Just ahead of Episode Twelve of The Prisoner of Windsor, thank you again for your kind comments about this caper and all our other Tales for Our Time. Over three years ago now, we launched this series of audio adventures on a whim, threw it together somewhat hastily, and learned on the job. So I'm enormously grateful for your appreciation of it.
Our current tale is my contemporary inversion of Anthony Hope's Ruritanian classic of 1894, The Prisoner of Zenda, which rings oddly relevant as Britain and much of the western world degenerate into strange fantastical fairylands. Wayne Carmichael, a First Day Founding Member of The Mark Steyn Club from Florida, says simply of this latest yarn:
Now that is literature.
Oh, my. You're not on the Nobel committee, are you?

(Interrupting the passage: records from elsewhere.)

//! Feature Manager & Health (spec.md §4.5, C10): a static map of tool name
//! to required dependencies, a background prober that polls each registered
//! dependency, and the health state `list_tools` and `call_tool` consult to
//! hide or reject tools whose dependencies are down.

use async_trait::async_trait;
use chrono::{DateTime, Utc};
use dashmap::DashMap;
use std::sync::Arc;
use std::time::Duration;
use tokio::task::JoinHandle;

/// A dependency a tool needs in order to function (e.g. the SIEM store, or
/// a named threat-intel source).
#[async_trait]
pub trait HealthProbe: Send + Sync {
    async fn probe(&self) -> Result<(), String>;
}

#[derive(Debug, Clone)]
pub struct HealthState {
    pub healthy: bool,
    pub last_checked: DateTime<Utc>,
    pub last_error: Option<String>,
}

impl HealthState {
    fn unknown() -> Self {
        Self { healthy: false, last_checked: Utc::now(), last_error: Some("not yet probed".to_string()) }
    }
}

/// What a tool needs to be considered available: every dependency in
/// `all_of` healthy, and (if non-empty) at least one of `any_of` healthy —
/// the shape `enrich_indicator`'s "at least one threat-intel source" needs.
#[derive(Debug, Clone, Default)]
pub struct FeatureRequirement {
    pub all_of: Vec<String>,
    pub any_of: Vec<String>,
}

impl FeatureRequirement {
    pub fn none() -> Self {
        Self::default()
    }

    pub fn requires(dependency: impl Into<String>) -> Self {
        Self { all_of: vec![dependency.into()], any_of: Vec::new() }
    }

    pub fn requires_any(dependencies: impl IntoIterator<Item = String>) -> Self {
        Self { all_of: Vec::new(), any_of: dependencies.into_iter().collect() }
    }
}

pub struct FeatureManager {
    probes: DashMap<String, Arc<dyn HealthProbe>>,
    state: DashMap<String, HealthState>,
    requirements: DashMap<String, FeatureRequirement>,
}

impl FeatureManager {
    pub fn new() -> Self {
        Self { probes: DashMap::new(), state: DashMap::new(), requirements: DashMap::new() }
    }

    /// Registers a dependency to be polled. A dependency with no declared
    /// probe (e.g. one that can't be checked out-of-band) is treated as
    /// always healthy.
    pub fn register_dependency(&self, name: impl Into<String>, probe: Arc<dyn HealthProbe>) {
        let name = name.into();
        self.probes.insert(name.clone(), probe);
        self.state.insert(name, HealthState::unknown());
    }

    pub fn register_tool(&self, tool: impl Into<String>, requirement: FeatureRequirement) {
        self.requirements.insert(tool.into(), requirement);
    }

    /// Runs one probe pass over every registered dependency, immediately —
    /// used at startup so the first `list_tools` doesn't report everything
    /// as down for the first probe interval.
    pub async fn probe_once(&self) {
        let targets: Vec<(String, Arc<dyn HealthProbe>)> =
            self.probes.iter().map(|e| (e.key().clone(), e.value().clone())).collect();
        for (name, probe) in targets {
            let result = probe.probe().await;
            let now = Utc::now();
            let state = match result {
                Ok(()) => HealthState { healthy: true, last_checked: now, last_error: None },
                Err(reason) => {
                    tracing::warn!(dependency = %name, reason = %reason, "dependency health probe failed");
                    HealthState { healthy: false, last_checked: now, last_error: Some(reason) }
                }
            };
            self.state.insert(name, state);
        }
    }

    pub fn spawn_prober(self: &Arc<Self>, interval: Duration) -> JoinHandle<()> {
        let manager = self.clone();
        tokio::spawn(async move {
            let mut ticker = tokio::time::interval(interval);
            ticker.tick().await; // first tick fires immediately; startup already probed once
            loop {
                ticker.tick().await;
                manager.probe_once().await;
            }
        })
    }

    fn dependency_healthy(&self, name: &str) -> bool {
        self.state.get(name).map(|s| s.healthy).unwrap_or(true)
    }

    /// `None` means available; `Some(reason)` names the first unhealthy
    /// dependency blocking the tool.
    pub fn availability(&self, tool: &str) -> Option<String> {
        let requirement = match self.requirements.get(tool) {
            Some(r) => r.clone(),
            None => return None,
        };
        for dep in &requirement.all_of {
            if !self.dependency_healthy(dep) {
                return Some(self.reason(dep));
            }
        }
        if !requirement.any_of.is_empty() && !requirement.any_of.iter().any(|d| self.dependency_healthy(d)) {
            return Some(format!(
                "none of the required dependencies are healthy: {}",
                requirement.any_of.join(", ")
            ));
        }
        None
    }

    pub fn is_available(&self, tool: &str) -> bool {
        self.availability(tool).is_none()
    }

    fn reason(&self, dependency: &str) -> String {
        match self.state.get(dependency).and_then(|s| s.last_error.clone()) {
            Some(error) => format!("dependency '{dependency}' is unhealthy: {error}"),
            None => format!("dependency '{dependency}' is unhealthy"),
        }
    }

    pub fn dependency_state(&self, name: &str) -> Option<HealthState> {
        self.state.get(name).map(|s| s.clone())
    }

    pub fn all_states(&self) -> Vec<(String, HealthState)> {
        self.state.iter().map(|e| (e.key().clone(), e.value().clone())).collect()
    }
}

impl Default for FeatureManager {
    fn default() -> Self {
        Self::new()
    }
}

#[cfg(test)]
mod tests {
    use super::*;

    struct AlwaysHealthy;
    #[async_trait]
    impl HealthProbe for AlwaysHealthy {
        async fn probe(&self) -> Result<(), String> {
            Ok(())
        }
    }

    struct AlwaysDown;
    #[async_trait]
    impl HealthProbe for AlwaysDown {
        async fn probe(&self) -> Result<(), String> {
            Err("connection refused".to_string())
        }
    }

    #[tokio::test]
    async fn tool_with_no_requirement_is_always_available() {
        let manager = FeatureManager::new();
        assert!(manager.is_available("get_data_dictionary"));
    }

    #[tokio::test]
    async fn tool_hidden_when_required_dependency_down() {
        let manager = FeatureManager::new();
        manager.register_dependency("siem_store", Arc::new(AlwaysDown));
        manager.register_tool("query_events", FeatureRequirement::requires("siem_store"));
        manager.probe_once().await;
        assert!(!manager.is_available("query_events"));
        assert!(manager.availability("query_events").unwrap().contains("siem_store"));
    }

    #[tokio::test]
    async fn any_of_requirement_satisfied_by_one_healthy_source() {
        let manager = FeatureManager::new();
        manager.register_dependency("intel_a", Arc::new(AlwaysDown));
        manager.register_dependency("intel_b", Arc::new(AlwaysHealthy));
        manager.register_tool(
            "enrich_indicator",
            FeatureRequirement::requires_any(["intel_a".to_string(), "intel_b".to_string()]),
        );
        manager.probe_once().await;
        assert!(manager.is_available("enrich_indicator"));
    }

    #[tokio::test]
    async fn any_of_requirement_fails_when_all_sources_down() {
        let manager = FeatureManager::new();
        manager.register_dependency("intel_a", Arc::new(AlwaysDown));
        manager.register_tool("enrich_indicator", FeatureRequirement::requires_any(["intel_a".to_string()]));
        manager.probe_once().await;
        assert!(!manager.is_available("enrich_indicator"));
    }
}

You may recall, in my original serialization of Zenda, Rudolf Rassendyll saying the following:
If I were to detail the ordinary events of my daily life at this time, they might prove instructive to people who are not familiar with the inside of palaces; if I revealed some of the secrets I learnt, they might prove of interest to the statesmen of Europe. I intend to do neither of these things ...and I feel that I had far better confine myself strictly to the underground drama which was being played beneath the surface of Ruritanian politics.
In tonight's episode of our contemporary inversion, standing in for the Prime Minister, Rudolf Elphberg finds himself forced to take the opposite tack:
I had not intended to detail the chronicle of my political life, although I suppose it might prove instructive to those interested in the chancelleries of power. My preference would be to confine myself to the more dramatic narrative – planning the rescue of Robert Rassendyll from his kidnappers - so it was frustrating to have to leave that in Severn's hands while I whiled away the hours with peripheral matters like the disintegration of the EU. But Sir Roger cautioned[CH] patience. So, with nothing to do but run the country, I found myself changing government policy here and there...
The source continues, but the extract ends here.